PROFESSIONAL MASTER'S PROGRAM

Curriculum & Courses

The Professional Master's Program in Statistics (MStat) offers you a customized and individualized curriculum based on the interests and your career objectives. You get to choose either a broad-based or specialized program of study.

All our courses provide a balanced training in statistical methods, computational statistics, and statistical theory, and are intended to prepare you to adapt statistical methodologies to practical problems in a professional setting.

Course of Study

The MStat is a non-thesis master's degree and does not require an internship. Students are required to take 30 hours of approved coursework, with additional recommended career-enhancing enrichment courses.

Depending on your selected specialization, the mix of courses — required, track-specific, and elective — will be jointly determined by you and your graduate advisor, who you will meet with during your first year to select an individualized plan.

The program normally takes three semesters of full-time course work. Students are restricted to no more than four courses in their first semester (with three being preferable). It is also possible to complete the program on a part-time basis.

Core Curriculum

These required courses are normally completed by the end of the first two semesters:

  • Probability (STAT 518)
  • Statistical Inference (STAT 519)
  • Statistical Computing and Graphics (STAT 605)
  • Introduction to Regression and Statistical Computing (STAT 615)
  • Advanced Statistical Methods (STAT 616)

Courses Specific to Area of Specialization

These courses are recommended for a specialization track that is to be developed between the student and the advisor/ director of MStat program. Courses include recommended core and elective courses.

The current recommended core courses are listed below; recommended electives and courses for certain tracks such as Applied Statistics for Industry and Preparation for Ph.D. Studies are developed separately.

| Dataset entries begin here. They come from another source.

pub mod model;
pub mod resolve;
pub mod validate;

use std::path::{Path, PathBuf};

use model::PortrigConfig;

pub const CONFIG_FILENAME: &str = "portrig.toml";

/// Read and parse a config file. Returns the parsed config together with the
/// raw source so validation can point at the offending lines.
pub fn load_config(path: &Path) -> anyhow::Result<(PortrigConfig, String)> {
    let content = std::fs::read_to_string(path)
        .map_err(|e| anyhow::anyhow!("Failed to read config file {}: {}", path.display(), e))?;
    let config: PortrigConfig = toml::from_str(&content)
        .map_err(|e| anyhow::anyhow!("Failed to parse config file {}: {}", path.display(), e))?;
    Ok((config, content))
}

/// Resolve a service `path` relative to the directory holding the config file.
/// `~` and `$HOME` prefixes are expanded first.
pub fn resolve_service_dir(config_dir: &Path, path: Option<&str>) -> PathBuf {
    match path {
        None => config_dir.to_path_buf(),
        Some(p) => {
            let expanded = crate::platform::expand_home(p);
            let candidate = PathBuf::from(expanded);
            if candidate.is_absolute() {
                candidate
            } else {
                config_dir.join(candidate)
            }
        }
    }
}
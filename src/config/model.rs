use serde::{de, Deserialize, Deserializer};
use std::collections::BTreeMap;
use std::time::Duration;

#[derive(Debug, Deserialize)]
pub struct PortrigConfig {
    #[serde(default)]
    pub project: ProjectConfig,
    #[serde(default)]
    pub timing: TimingConfig,
    #[serde(default)]
    pub sweep: SweepConfig,
    #[serde(default)]
    pub services: BTreeMap<String, ServiceConfig>,
}

#[derive(Debug, Deserialize)]
pub struct ProjectConfig {
    #[serde(default = "default_project_name")]
    pub name: String,
}

fn default_project_name() -> String {
    "portrig".to_string()
}

impl Default for ProjectConfig {
    fn default() -> Self {
        Self {
            name: default_project_name(),
        }
    }
}

#[derive(Debug, Clone, Deserialize, PartialEq)]
pub struct ServiceConfig {
    #[serde(default)]
    pub path: Option<String>,
    pub command: String,
    pub port: u16,
    #[serde(default)]
    pub env: BTreeMap<String, String>,
    #[serde(default)]
    pub build: Option<BuildConfig>,
}

// ---------------------------------------------------------------------------
// Build gate
// ---------------------------------------------------------------------------

pub const DEFAULT_DEV_MARKERS: &[&str] = &[
    "@vite/client",
    "@react-refresh",
    "/src/",
    "vite-plugin-pwa",
    "@vite-plugin-pwa",
];

fn default_output_dir() -> String {
    "dist".to_string()
}

fn default_entry() -> String {
    "index.html".to_string()
}

fn default_dev_markers() -> Vec<String> {
    DEFAULT_DEV_MARKERS.iter().map(|m| m.to_string()).collect()
}

fn default_build_timeout() -> Duration {
    Duration::from_secs(20 * 60)
}

fn default_build_env() -> BTreeMap<String, String> {
    BTreeMap::from([("NODE_ENV".to_string(), "production".to_string())])
}

#[derive(Debug, Clone, Deserialize, PartialEq)]
pub struct BuildConfig {
    pub command: String,
    #[serde(default = "default_output_dir")]
    pub output_dir: String,
    #[serde(default = "default_entry")]
    pub entry: String,
    #[serde(default = "default_dev_markers")]
    pub dev_markers: Vec<String>,
    #[serde(
        default = "default_build_timeout",
        deserialize_with = "deserialize_duration"
    )]
    pub timeout: Duration,
    #[serde(default = "default_build_env")]
    pub env: BTreeMap<String, String>,
}

// ---------------------------------------------------------------------------
// Timing
// ---------------------------------------------------------------------------

fn default_kill_wait() -> Duration {
    Duration::from_millis(1500)
}

fn default_start_wait() -> Duration {
    Duration::from_millis(1200)
}

fn default_graceful_wait() -> Duration {
    Duration::from_secs(2)
}

fn default_term_grace() -> Duration {
    Duration::from_secs(1)
}

fn default_max_kill_attempts() -> u32 {
    5
}

fn default_query_timeout() -> Duration {
    Duration::from_secs(3)
}

#[derive(Debug, Clone, Deserialize, PartialEq)]
pub struct TimingConfig {
    /// Delay between reclaim attempts, and settle time after a kill.
    #[serde(default = "default_kill_wait", deserialize_with = "deserialize_duration")]
    pub kill_wait: Duration,
    /// Settle time after spawning, before verifying port ownership.
    #[serde(default = "default_start_wait", deserialize_with = "deserialize_duration")]
    pub start_wait: Duration,
    /// How long an owned process gets to exit after SIGTERM before its tree is killed.
    #[serde(
        default = "default_graceful_wait",
        deserialize_with = "deserialize_duration"
    )]
    pub graceful_wait: Duration,
    /// Terminator grace window between SIGTERM and SIGKILL.
    #[serde(default = "default_term_grace", deserialize_with = "deserialize_duration")]
    pub term_grace: Duration,
    #[serde(default = "default_max_kill_attempts")]
    pub max_kill_attempts: u32,
    /// Upper bound for every OS query (lsof, ss, netstat, taskkill).
    #[serde(
        default = "default_query_timeout",
        deserialize_with = "deserialize_duration"
    )]
    pub query_timeout: Duration,
}

impl Default for TimingConfig {
    fn default() -> Self {
        Self {
            kill_wait: default_kill_wait(),
            start_wait: default_start_wait(),
            graceful_wait: default_graceful_wait(),
            term_grace: default_term_grace(),
            max_kill_attempts: default_max_kill_attempts(),
            query_timeout: default_query_timeout(),
        }
    }
}

// ---------------------------------------------------------------------------
// Name sweep
// ---------------------------------------------------------------------------

pub const DEFAULT_SWEEP_NAMES: &[&str] = &["node.exe", "node", "server.js", "vite", "npm.exe", "npm"];

fn default_true() -> bool {
    true
}

fn default_sweep_names() -> Vec<String> {
    DEFAULT_SWEEP_NAMES.iter().map(|n| n.to_string()).collect()
}

#[derive(Debug, Clone, Deserialize, PartialEq)]
pub struct SweepConfig {
    #[serde(default = "default_true")]
    pub enabled: bool,
    #[serde(default = "default_sweep_names")]
    pub names: Vec<String>,
}

impl Default for SweepConfig {
    fn default() -> Self {
        Self {
            enabled: true,
            names: default_sweep_names(),
        }
    }
}

// ---------------------------------------------------------------------------
// Durations: humantime strings ("1500ms", "2s") or bare integers (milliseconds)
// ---------------------------------------------------------------------------

fn deserialize_duration<'de, D>(deserializer: D) -> Result<Duration, D::Error>
where
    D: Deserializer<'de>,
{
    struct DurationVisitor;

    impl<'de> de::Visitor<'de> for DurationVisitor {
        type Value = Duration;

        fn expecting(&self, formatter: &mut std::fmt::Formatter) -> std::fmt::Result {
            formatter.write_str("a duration like \"1500ms\" or \"2s\", or milliseconds as an integer")
        }

        fn visit_str<E: de::Error>(self, value: &str) -> Result<Duration, E> {
            humantime::parse_duration(value)
                .map_err(|e| E::custom(format!("invalid duration {:?}: {}", value, e)))
        }

        fn visit_u64<E: de::Error>(self, value: u64) -> Result<Duration, E> {
            Ok(Duration::from_millis(value))
        }

        fn visit_i64<E: de::Error>(self, value: i64) -> Result<Duration, E> {
            u64::try_from(value)
                .map(Duration::from_millis)
                .map_err(|_| E::custom(format!("duration must not be negative, got {}", value)))
        }
    }

    deserializer.deserialize_any(DurationVisitor)
}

Learn more about our areas of specialization.

Financial Statistics and the Statistics of Risk

  • Applied Time Series and Forecasting (STAT 621)
  • Quantitative Financial Risk Management (STAT 649)
  • Quantitative Financial Analytics (STAT 682)
  • Market Models (STAT 686)
  • Quantitative Finance (STAT 699)

Bioinformatics, Statistical Genetics, and Biostatistics

  • Generalized Linear Models & Categorical Analysis (STAT 545)
  • Biostatistics (STAT 553)
  • Probability in Bioinformatics and Genetics (STAT 623)
  • Probability and Statistics for Systems Biology (STAT 673)

Statistical Computing and Data Mining

  • Bayesian Data Analysis (STAT 622)
  • Multivariate Analysis (STAT 541)
  • Simulation (STAT 542)
  • Statistical Machine Learning (STAT 613)

Environmental Statistics

  • Quantitative Environmental Decision Making (STAT 685)
  • Environmental Risk Assessment & Human Health (STAT 684)

Applied Statistics for Industry

  • Quantitative Environmental Decision Making (STAT 685)
  • Multivariate analysis (STAT 541)
  • GLM and categorical analysis (STAT 545)
  • Bayesian analysis (STAT 525)
  • Advanced Statistical Methods (STAT 616)
  • CoFES blockchain/crypto (STAT 687)

Preparation for PhD Studies in Statistics, Mathematical Economics, and Finance

  • Multivariate analysis (STAT 541)
  • GLM and categorical analysis (STAT 545)
  • Bayesian analysis (STAT 525)
  • Causal analysis (STAT 530)
  • Statistical inference I (STAT 532)
  • Probability (STAT 581)

Masters in Computational Science and Engineering

The Master in Computational Science and Engineering is a non-thesis degree program offered jointly by the departments of Computational and Applied Mathematics, Computer Science, Electrical and Computer Engineering and Statistics in the School of Engineering. The program is designed to provide training and expertise in modern and computational techniques with real-world applications in a wide range of industries.

Electives

Electives are targeted in the subfield of interest. Students may be asked to take specific courses outside the department, depending on the incoming background of the student, career objectives and funding sources. The links above to curriculum planning for each specialization include suggested electives for each specialization.